И тут я заметил, что скатерть в одном месте колышется. Первым делом в голову пришла мысль, что там прячется пращник. Потом более трезвая: как он мог оказаться в царском шатре?! Кончиком сабли я приподнял скатерть в том месте и увидел юношу лет пятнадцати с зажмуренными от страха глазами. От напряжения остриженная наголо голова его тряслась, а зубы тихо цокали.
— Вылезай, не трону, — приказал я на греческом языке, который в этой части света все еще язык международного общения.
Юноша на четвереньках выполз из-под стола, замер в покорной позе, с опущенной головой, напоминая маленькую комнатную собачку, нарвавшуюся на свору дворовых псов.

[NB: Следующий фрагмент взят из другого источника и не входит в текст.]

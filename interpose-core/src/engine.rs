// Copyright 2025 Sushanth (https://github.com/sushanthpy)
//
// This program is free software: you can redistribute it and/or modify
// it under the terms of the GNU Affero General Public License as published by
// the Free Software Foundation, either version 3 of the License, or
// (at your option) any later version.
//
// This program is distributed in the hope that it will be useful,
// but WITHOUT ANY WARRANTY; without even the implied warranty of
// MERCHANTABILITY or FITNESS FOR A PARTICULAR PURPOSE. See the
// GNU Affero General Public License for more details.
//
// You should have received a copy of the GNU Affero General Public License
// along with this program. If not, see <https://www.gnu.org/licenses/>.

//! The interposition engine.
//!
//! An [`Interposer`] owns the session registry and the global observer
//! chain. Hosts create one explicitly and pass it to whatever code installs
//! sessions; there is no process-wide instance.

use crate::config::{Configuration, LogLevel};
use crate::context::OperationContext;
use crate::error::{ConfigError, InterposeError, Result};
use crate::facade::Facade;
use crate::object::ObjectRef;
use crate::observer::{GlobalObserver, ObserverChain, ObserverId};
use crate::operation::OperationKind;
use crate::pipeline::Pipeline;
use crate::registry::{Installed, SessionHandle, SessionRegistry};
use crate::value::Value;
use std::env;
use std::fmt;
use std::str::FromStr;
use std::sync::Arc;

/// Which operation kinds get error containment and observer broadcast.
#[derive(Debug, Clone, Copy, Default, PartialEq, Eq)]
pub enum ContainmentPolicy {
    /// All thirteen kinds.
    #[default]
    Uniform,
    /// Only `get`, `set`, `apply` and `construct`. Faults of the other kinds
    /// propagate without running the error hook and observers are not told
    /// about them.
    RichKindsOnly,
}

impl ContainmentPolicy {
    pub fn covers(self, kind: OperationKind) -> bool {
        match self {
            ContainmentPolicy::Uniform => true,
            ContainmentPolicy::RichKindsOnly => kind.is_rich(),
        }
    }
}

impl FromStr for ContainmentPolicy {
    type Err = ConfigError;

    fn from_str(s: &str) -> std::result::Result<Self, Self::Err> {
        match s.to_ascii_lowercase().as_str() {
            "uniform" | "all" => Ok(ContainmentPolicy::Uniform),
            "rich" | "rich-only" | "rich_kinds_only" => Ok(ContainmentPolicy::RichKindsOnly),
            other => Err(ConfigError::InvalidSetting {
                name: "containment".to_string(),
                value: other.to_string(),
            }),
        }
    }
}

/// Invoked when the debug gate of an operation is on.
pub type BreakHandler = Arc<dyn Fn(&OperationContext) + Send + Sync>;

fn default_break_handler() -> BreakHandler {
    Arc::new(|ctx: &OperationContext| {
        tracing::debug!(
            kind = %ctx.kind(),
            session = ctx.session().unwrap_or("-"),
            summary = %ctx.summary(),
            "Debug break"
        );
    })
}

/// Engine-wide settings.
#[derive(Clone)]
pub struct InterposerSettings {
    pub containment: ContainmentPolicy,
    /// Threshold for sessions whose configuration sets none.
    pub log_level: LogLevel,
    pub break_handler: BreakHandler,
}

impl Default for InterposerSettings {
    fn default() -> Self {
        Self {
            containment: ContainmentPolicy::default(),
            log_level: LogLevel::Trace,
            break_handler: default_break_handler(),
        }
    }
}

impl InterposerSettings {
    /// Loads settings from `INTERPOSE_CONTAINMENT` and `INTERPOSE_LOG_LEVEL`.
    /// Unset or unparseable variables keep their defaults.
    pub fn from_env() -> Self {
        let defaults = Self::default();
        Self {
            containment: env_setting("INTERPOSE_CONTAINMENT").unwrap_or(defaults.containment),
            log_level: env_setting("INTERPOSE_LOG_LEVEL").unwrap_or(defaults.log_level),
            break_handler: defaults.break_handler,
        }
    }

    pub fn with_containment(mut self, containment: ContainmentPolicy) -> Self {
        self.containment = containment;
        self
    }

    pub fn with_log_level(mut self, level: LogLevel) -> Self {
        self.log_level = level;
        self
    }

    pub fn with_break_handler<F>(mut self, handler: F) -> Self
    where
        F: Fn(&OperationContext) + Send + Sync + 'static,
    {
        self.break_handler = Arc::new(handler);
        self
    }
}

fn env_setting<T>(name: &str) -> Option<T>
where
    T: FromStr<Err = ConfigError>,
{
    let raw = env::var(name).ok()?;
    match raw.parse() {
        Ok(value) => Some(value),
        Err(err) => {
            tracing::warn!(variable = name, error = %err, "Ignoring invalid environment setting");
            None
        }
    }
}

impl fmt::Debug for InterposerSettings {
    fn fmt(&self, f: &mut fmt::Formatter<'_>) -> fmt::Result {
        f.debug_struct("InterposerSettings")
            .field("containment", &self.containment)
            .field("log_level", &self.log_level)
            .finish_non_exhaustive()
    }
}

/// Interposition engine: session registry plus global observers.
pub struct Interposer {
    settings: InterposerSettings,
    registry: SessionRegistry,
    observers: Arc<ObserverChain>,
}

impl Default for Interposer {
    fn default() -> Self {
        Self::new()
    }
}

impl Interposer {
    pub fn new() -> Self {
        Self::with_settings(InterposerSettings::default())
    }

    pub fn with_settings(settings: InterposerSettings) -> Self {
        Self {
            settings,
            registry: SessionRegistry::new(),
            observers: Arc::new(ObserverChain::new()),
        }
    }

    pub fn settings(&self) -> &InterposerSettings {
        &self.settings
    }

    pub fn registry(&self) -> &SessionRegistry {
        &self.registry
    }

    pub fn observers(&self) -> &ObserverChain {
        &self.observers
    }

    /// Starts a session on `target` and returns its facade.
    ///
    /// If `target` already has a live session, a warning is logged and the
    /// existing facade is returned; `configuration` is ignored.
    pub fn install(
        &self,
        target: impl Into<Value>,
        configuration: impl Into<Configuration>,
        name: Option<&str>,
    ) -> Result<Facade> {
        let target = match target.into() {
            Value::Object(object) => object,
            other => {
                return Err(InterposeError::InvalidTarget(format!(
                    "expected an object, got {}",
                    other.type_name()
                )))
            }
        };

        let configuration = configuration.into();
        let installed = self.registry.install(&target, name, |session| {
            Pipeline::build(
                target.clone(),
                session,
                configuration,
                Arc::clone(&self.observers),
                &self.settings,
            )
        });

        match installed {
            Installed::New(facade) => {
                tracing::info!(
                    session = %facade.session(),
                    object = %target,
                    session_name = name.unwrap_or("-"),
                    "Interposition installed"
                );
                Ok(facade)
            }
            Installed::Existing(facade) => {
                tracing::warn!(
                    session = %facade.session(),
                    object = %target,
                    "Target is already interposed; returning the existing facade"
                );
                Ok(facade)
            }
        }
    }

    /// Ends the session named by `handle` and returns the original target.
    pub fn revoke<'a>(&self, handle: impl Into<SessionHandle<'a>>) -> Option<ObjectRef> {
        let target = self.registry.revoke(handle)?;
        tracing::info!(object = %target, "Interposition revoked");
        Some(target)
    }

    pub fn add_global_observer(&self, observer: impl GlobalObserver + 'static) -> ObserverId {
        self.observers.add(observer)
    }

    pub fn remove_global_observer(&self, id: ObserverId) -> bool {
        self.observers.remove(id)
    }
}

impl fmt::Debug for Interposer {
    fn fmt(&self, f: &mut fmt::Formatter<'_>) -> fmt::Result {
        f.debug_struct("Interposer")
            .field("settings", &self.settings)
            .field("sessions", &self.registry.session_count())
            .field("observers", &self.observers.len())
            .finish()
    }
}

#[cfg(test)]
mod tests {
    use super::*;
    use crate::observer::CallbackObserver;
    use std::sync::atomic::{AtomicUsize, Ordering};

    #[test]
    fn test_install_rejects_primitives() {
        let engine = Interposer::new();
        let err = engine
            .install(42, Configuration::default(), None)
            .unwrap_err();
        assert!(matches!(err, InterposeError::InvalidTarget(_)));
        assert!(engine.install(Value::Null, Configuration::default(), None).is_err());
    }

    #[test]
    fn test_install_and_revoke() {
        let engine = Interposer::new();
        let target = ObjectRef::from_entries([("a", 1)]);

        let facade = engine
            .install(target.clone(), Configuration::default(), Some("t"))
            .unwrap();
        assert!(engine.registry().is_watched(&target));
        assert_eq!(engine.registry().session_names(), vec!["t".to_string()]);

        let again = engine
            .install(target.clone(), Configuration::builder(), None)
            .unwrap();
        assert_eq!(again, facade);

        assert!(engine.revoke("t").unwrap().ptr_eq(&target));
        assert!(facade.is_revoked());
        assert!(engine.revoke(&facade).is_none());
    }

    #[test]
    fn test_observers_shared_across_sessions() {
        let engine = Interposer::new();
        let seen = Arc::new(AtomicUsize::new(0));
        let s = seen.clone();
        let id = engine.add_global_observer(CallbackObserver::new("count", move |_, _| {
            s.fetch_add(1, Ordering::SeqCst);
            Ok(())
        }));

        let a = engine
            .install(ObjectRef::from_entries([("x", 1)]), Configuration::default(), None)
            .unwrap();
        let b = engine
            .install(ObjectRef::new(), Configuration::default(), None)
            .unwrap();
        a.get("x").unwrap();
        b.has("y").unwrap();
        assert_eq!(seen.load(Ordering::SeqCst), 4);

        assert!(engine.remove_global_observer(id));
        a.get("x").unwrap();
        assert_eq!(seen.load(Ordering::SeqCst), 4);
    }

    #[test]
    fn test_containment_parse() {
        assert_eq!(
            "rich".parse::<ContainmentPolicy>().unwrap(),
            ContainmentPolicy::RichKindsOnly
        );
        assert_eq!(
            "Uniform".parse::<ContainmentPolicy>().unwrap(),
            ContainmentPolicy::Uniform
        );
        assert!("sometimes".parse::<ContainmentPolicy>().is_err());
        assert!(ContainmentPolicy::RichKindsOnly.covers(OperationKind::Apply));
        assert!(!ContainmentPolicy::RichKindsOnly.covers(OperationKind::OwnKeys));
    }

    #[test]
    fn test_settings_from_env() {
        env::set_var("INTERPOSE_CONTAINMENT", "rich");
        env::set_var("INTERPOSE_LOG_LEVEL", "bogus");
        let settings = InterposerSettings::from_env();
        assert_eq!(settings.containment, ContainmentPolicy::RichKindsOnly);
        assert_eq!(settings.log_level, LogLevel::Trace);
        env::remove_var("INTERPOSE_CONTAINMENT");
        env::remove_var("INTERPOSE_LOG_LEVEL");
    }
}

— Есть там еще кто-нибудь? — спросил я.
— У-у-у… — промычал он, отрицательно мотая головой.
— Принеси какой-нибудь мешок, — потребовал я, — и поживее!
Занятый делом человек забывает об испуге. Юноша метнулся в угол шатра, достал из сундука что-то типа баула из плотной желтовато-белой ткани, которая обычно идет на паруса. Вернувшись с ним, остановился метрах в двух от меня со склоненной головой, всё еще подергивающейся.
— Держи его, я буду посуду туда кидать, — сказал я.
Кидал все подряд, не перебирая. В лагере отсортирую. Надо было спешить. В большой семье клювом не щелкают. Возле шатра уже слышались голоса германцев.
Ввалились сразу четверо. Это были воины Сигимара. Заметив меня, остановились у входа.
— Заходите, не стесняйтесь! — шутливо пригласил я. — Добычи хватит на всех!
С веселым ржанием и криками они бросились к столу и начали загребать золотые тарелки и кубки. Набрав полную охапку, замерли, соображая, после чего последовали моему примеру — нашли, во что складывать. К тому времени в шатер забежали еще несколько германцев и так же радостно принялись обогащаться.